## WHAT THE TASK ASKS
Transcribe the entries in full, keeping each word as it is.

## DATA UNDER STUDY
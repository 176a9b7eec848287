//! Error types for contract testing

use thiserror::Error;

#[derive(Error, Debug)]
pub enum ContractError {
    #[error("Configuration error: {0}")]
    Config(#[from] apitest_common::Error),

    #[error("Invalid base URI '{uri}': {reason}")]
    InvalidBaseUri { uri: String, reason: String },

    #[error("Invalid request path '{path}': {reason}")]
    InvalidPath { path: String, reason: String },

    #[error("Status mismatch: expected {expected}, got {actual}")]
    StatusMismatch { expected: u16, actual: u16 },

    #[error("Content type mismatch: expected JSON, got {actual}")]
    ContentTypeMismatch { actual: String },

    #[error("Field mismatch on '{field}': expected {expected}, got {actual}")]
    FieldMismatch {
        field: String,
        expected: String,
        actual: String,
    },

    #[error("Count mismatch on {what}: expected {expected}, got {actual}")]
    CountMismatch {
        what: String,
        expected: usize,
        actual: usize,
    },

    #[error("Failed to decode response from {url}: {source}")]
    Decode {
        url: String,
        #[source]
        source: serde_json::Error,
    },

    #[error("Duplicate test case: {0}")]
    DuplicateCase(String),

    #[error("Test case '{case}' depends on unknown case '{prerequisite}'")]
    UnknownPrerequisite { case: String, prerequisite: String },

    #[error("Test case '{case}' lists prerequisite '{prerequisite}' more than once")]
    DuplicatePrerequisite { case: String, prerequisite: String },

    #[error("Dependency cycle: {0}")]
    DependencyCycle(String),

    #[error("Test case not found: {0}")]
    CaseNotFound(String),

    #[error("IO error: {0}")]
    Io(#[from] std::io::Error),

    #[error("JSON error: {0}")]
    Json(#[from] serde_json::Error),

    #[error("YAML error: {0}")]
    Yaml(#[from] serde_yaml::Error),

    #[error("HTTP error: {0}")]
    Http(#[from] reqwest::Error),
}

pub type ContractResult<T> = Result<T, ContractError>;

## THE COMPLETED TASK
repository 176a9b7eec848287
//! Error types for contract testing

use thiserror::Error;

#[derive(Error, Debug)]
pub enum ContractError {
    #[error("Configuration error: {0}")]
    Config(#[from] apitest_common::Error),

    #[error("Invalid base URI '{uri}': {reason}")]
    InvalidBaseUri { uri: String, reason: String },

    #[error("Invalid request path '{path}': {reason}")]
    InvalidPath { path: String, reason: String },

    #[error("Status mismatch: expected {expected}, got {actual}")]
    StatusMismatch { expected: u16, actual: u16 },

    #[error("Content type mismatch: expected JSON, got {actual}")]
    ContentTypeMismatch { actual: String },

    #[error("Field mismatch on '{field}': expected {expected}, got {actual}")]
    FieldMismatch {
        field: String,
        expected: String,
        actual: String,
    },

    #[error("Count mismatch on {what}: expected {expected}, got {actual}")]
    CountMismatch {
        what: String,
        expected: usize,
        actual: usize,
    },

    #[error("Failed to decode response from {url}: {source}")]
    Decode {
        url: String,
        #[source]
        source: serde_json::Error,
    },

    #[error("Duplicate test case: {0}")]
    DuplicateCase(String),

    #[error("Test case '{case}' depends on unknown case '{prerequisite}'")]
    UnknownPrerequisite { case: String, prerequisite: String },

    #[error("Test case '{case}' lists prerequisite '{prerequisite}' more than once")]
    DuplicatePrerequisite { case: String, prerequisite: String },

    #[error("Dependency cycle: {0}")]
    DependencyCycle(String),

    #[error("Test case not found: {0}")]
    CaseNotFound(String),

    #[error("IO error: {0}")]
    Io(#[from] std::io::Error),

    #[error("JSON error: {0}")]
    Json(#[from] serde_json::Error),

    #[error("YAML error: {0}")]
    Yaml(#[from] serde_yaml::Error),

    #[error("HTTP error: {0}")]
    Http(#[from] reqwest::Error),
}

pub type ContractResult<T> = Result<T, ContractError>;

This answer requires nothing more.